Some Thoughts on Extreme Events and Uncertainty

4 Comments

  1. So far (have only read half of it yet) I like it very much. Will read the rest later. Only one thing to comment on right now: as on all other contacts we´ve had (on GJP 2.0 I´m “Ronja” (my first cat), on GJO “pstamp”) everything is absolutely correct, much even wise. In my mind it´s just sometimes overcomplex. For example: to understand the future development of COVID-19 you only need very few aspects. The media and the experts tend to overemphasize the minor things, while nobody sees “the whole picture”. Just compare graphs of the daily number of deaths in the US, UK, Italy, China etc.. After a while it´s the same curve (sigmoid function) everywhere: sharp increase, slow decline. Reason, that it´s the same everywhere (and not much worse as would be probable, if immunity of mankind was really 0%): nowhere on the planet more than 30% of the people got infected even under the worst circumstances (Diamond Princess, Carnival Heinsberg/Germany etc.). There´s a natural limit to it (I suspect it to be genetic resistance). And to create large clusters you need a superspreader, and they are very, very rare. That´s the essence, everthing else can be left away, and you still have the idea of it . In my world, most things in life can be reduced to a core principle, with everything else being deductable from.

    1. Author

      Hi Peter. Strangely, I kept wondering who the blazes Ronja Hansen was. There was something “familiar” about this Ronja.

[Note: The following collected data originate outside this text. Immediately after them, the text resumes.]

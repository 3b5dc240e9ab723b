//! Global configuration for labrec
//!
//! Located at `~/.config/labrec/config.toml`

use crate::{ArgsError, Result};
use directories::ProjectDirs;
use serde::{Deserialize, Serialize};
use std::path::{Path, PathBuf};

/// Global labrec configuration
#[derive(Debug, Clone, Default, Serialize, Deserialize)]
#[serde(default)]
pub struct GlobalConfig {
    pub defaults: DefaultsConfig,
}

/// Default settings
#[derive(Debug, Clone, Default, Serialize, Deserialize)]
#[serde(default)]
pub struct DefaultsConfig {
    /// Root directory used when `--experiments-directory` is not given
    pub experiments_directory: Option<String>,
    /// Description used when neither the host nor the command line supplies one
    pub description: Option<String>,
    /// Skip the dirty-working-tree check on experiment creation
    pub allow_dirty: bool,
}

impl GlobalConfig {
    /// Load the global config from the default location.
    ///
    /// A missing file yields the defaults.
    pub fn load() -> Result<Self> {
        let path = Self::config_path()?;
        Self::load_from(&path)
    }

    /// Load the global config from a specific path
    pub fn load_from(path: &Path) -> Result<Self> {
        if !path.exists() {
            tracing::debug!(path = %path.display(), "no global config file, using defaults");
            return Ok(Self::default());
        }

        let content = std::fs::read_to_string(path).map_err(|source| ArgsError::ReadError {
            path: path.to_path_buf(),
            source,
        })?;
        toml::from_str(&content).map_err(|source| ArgsError::TomlParseError {
            path: path.to_path_buf(),
            source,
        })
    }

    /// Get the default config file path
    pub fn config_path() -> Result<PathBuf> {
        let dirs = ProjectDirs::from("", "", "labrec").ok_or(ArgsError::NoConfigDir)?;
        Ok(dirs.config_dir().join("config.toml"))
    }
}
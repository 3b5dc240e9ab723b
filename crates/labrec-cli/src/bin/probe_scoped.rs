//! Probe binary: three termination paths in sequence. A scoped
//! experiment, an explicitly finished one, and one left live until the
//! process exits, with a delay before the last so the end times differ.

use std::time::Duration;

use labrec_cli::build_training_parser;
use labrec_core::Experiment;

fn main() -> anyhow::Result<()> {
    let mut parser = build_training_parser();
    {
        let _scoped = Experiment::from_parser(&mut parser, None)?;
    }
    let explicit = Experiment::from_parser(&mut parser, None)?;
    explicit.finish()?;

    std::thread::sleep(Duration::from_secs(2));
    let _lingering = Experiment::from_parser(&mut parser, None)?;
    Ok(())
}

      Part of what I was trying to get at is that often, people refer to Covid-19 as a black swan event -high impact, low probability and unforeseeable-, whereas, in actuality, true black swans are rare -we may not know the details of a future event but we can be fairly confident in seeing the contours, likewise, many people saw a pandemic coming, inc one fellow who tried selling pandemic insurance but closed shop last year because nobody was interested-, most crises stem from gray rhinos, like climate, like inequality, etc, stuff we see coming but which we ignore.

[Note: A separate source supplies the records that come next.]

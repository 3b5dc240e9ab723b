//! Shared parser builders for the labrec binaries
//!
//! The demo driver and the probe binaries all parse the options of a
//! typical image-classification training script. The recording option
//! group is already attached.

use clap::{Arg, ArgAction, Command};

/// Build the demo training parser.
pub fn build_training_parser() -> Command {
    let cmd = Command::new("labrec-demo")
        .about("Sample training run recorded with labrec")
        .arg(
            Arg::new("batch-size")
                .long("batch-size")
                .value_name("N")
                .default_value("64")
                .help("Input batch size for training"),
        )
        .arg(
            Arg::new("test-batch-size")
                .long("test-batch-size")
                .value_name("N")
                .default_value("1000")
                .help("Input batch size for testing"),
        )
        .arg(
            Arg::new("epochs")
                .long("epochs")
                .value_name("N")
                .default_value("14")
                .help("Number of epochs to train"),
        )
        .arg(
            Arg::new("lr")
                .long("lr")
                .value_name("LR")
                .default_value("1.0")
                .help("Learning rate"),
        )
        .arg(
            Arg::new("gamma")
                .long("gamma")
                .value_name("M")
                .default_value("0.7")
                .help("Learning rate step gamma"),
        )
        .arg(
            Arg::new("no-cuda")
                .long("no-cuda")
                .action(ArgAction::SetTrue)
                .help("Disable CUDA training"),
        )
        .arg(
            Arg::new("dry-run")
                .long("dry-run")
                .action(ArgAction::SetTrue)
                .help("Quickly check a single pass"),
        )
        .arg(
            Arg::new("seed")
                .long("seed")
                .value_name("S")
                .default_value("1")
                .help("Random seed"),
        )
        .arg(
            Arg::new("log-interval")
                .long("log-interval")
                .value_name("N")
                .default_value("10")
                .help("Batches to wait between progress lines"),
        )
        .arg(
            Arg::new("save-model")
                .long("save-model")
                .action(ArgAction::SetTrue)
                .help("Save the final model"),
        );
    labrec_args::add_argument_group(cmd, None)
}

/// Training parser variant with a required positional batch size, for
/// exercising default-argument handling.
pub fn build_required_args_parser() -> Command {
    let cmd = Command::new("labrec-demo")
        .arg(
            Arg::new("batchsize")
                .required(true)
                .value_name("N")
                .help("Input batch size for training"),
        )
        .arg(
            Arg::new("test-batch-size")
                .long("test-batch-size")
                .value_name("N")
                .default_value("1000")
                .help("Input batch size for testing"),
        );
    labrec_args::add_argument_group(cmd, None)
}
//! Fast CLI checks on the demo binary.

#![allow(deprecated)] // assert_cmd::Command::cargo_bin is deprecated but works fine

use assert_cmd::Command;
use predicates::prelude::*;

#[test]
fn test_help_lists_recording_options() {
    Command::cargo_bin("labrec-demo")
        .unwrap()
        .arg("--help")
        .assert()
        .success()
        .stdout(predicate::str::contains("Experiment recording"))
        .stdout(predicate::str::contains("--experiments-directory"))
        .stdout(predicate::str::contains("--experiment-id"))
        .stdout(predicate::str::contains("--description"));
}

#[test]
fn test_help_lists_training_options() {
    Command::cargo_bin("labrec-demo")
        .unwrap()
        .arg("--help")
        .assert()
        .success()
        .stdout(predicate::str::contains("--epochs"))
        .stdout(predicate::str::contains("--dry-run"));
}

#[test]
fn test_unknown_flag_fails() {
    Command::cargo_bin("labrec-demo")
        .unwrap()
        .arg("--no-such-flag")
        .assert()
        .failure();
}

      Personally, I reduced Covid-19 to net infection rates and a moving fatality rate. Wuhan, using WHO numbers, had a net infection rate of 0.2% if I recall and a fatality rate of 4%. That net infection rate didn’t work everywhere, but I understand your idea that there are simpler approaches to forecasting without getting into complex stuff. I will simplify that next time so I don’t give the impression I am suggesting you need complex models to forecast Covid-19.

      Thanks for your comment and for ploughing through the post.

  2. Hi Joseph, yes, the second half is even better than the first. Cool work, thanks for sharing those thoughts. You might have guessed it: I prefer the Buffett/Munger approach.
    Concerning black swans: don´t consider one of them as a “virtually impossible event”. Once I saw two of them on the same lake in Malta. Lesson learned: be mentally prepared for even more than one.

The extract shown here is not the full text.